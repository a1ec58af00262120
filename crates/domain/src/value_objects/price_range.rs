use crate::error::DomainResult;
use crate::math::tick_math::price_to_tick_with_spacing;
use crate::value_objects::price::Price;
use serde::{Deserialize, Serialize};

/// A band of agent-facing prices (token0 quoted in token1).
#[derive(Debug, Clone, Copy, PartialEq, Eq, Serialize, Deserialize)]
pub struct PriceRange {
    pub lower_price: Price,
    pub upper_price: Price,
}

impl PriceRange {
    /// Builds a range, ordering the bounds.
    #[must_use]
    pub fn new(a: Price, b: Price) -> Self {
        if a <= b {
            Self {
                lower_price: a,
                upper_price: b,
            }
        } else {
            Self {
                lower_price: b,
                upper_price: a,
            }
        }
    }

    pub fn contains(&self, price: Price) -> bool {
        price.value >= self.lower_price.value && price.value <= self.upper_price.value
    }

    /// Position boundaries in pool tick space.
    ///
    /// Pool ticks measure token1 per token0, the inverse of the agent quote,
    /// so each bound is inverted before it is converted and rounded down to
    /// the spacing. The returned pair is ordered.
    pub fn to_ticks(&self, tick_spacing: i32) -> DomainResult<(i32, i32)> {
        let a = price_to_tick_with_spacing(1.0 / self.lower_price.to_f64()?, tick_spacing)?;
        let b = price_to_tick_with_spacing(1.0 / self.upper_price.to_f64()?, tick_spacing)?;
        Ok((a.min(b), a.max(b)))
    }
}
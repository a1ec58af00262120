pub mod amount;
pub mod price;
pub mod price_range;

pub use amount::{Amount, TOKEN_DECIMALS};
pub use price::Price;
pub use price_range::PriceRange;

━━━━━━━━━━━━━━━━━━━━━━━━━━━━━━

» **EXERCISE AIM**
In which lines of the records does the word "agent" appear? Copy each of them.

» **COMPLETED EXERCISE**
/// A band of agent-facing prices (token0 quoted in token1).
    /// Pool ticks measure token1 per token0, the inverse of the agent quote,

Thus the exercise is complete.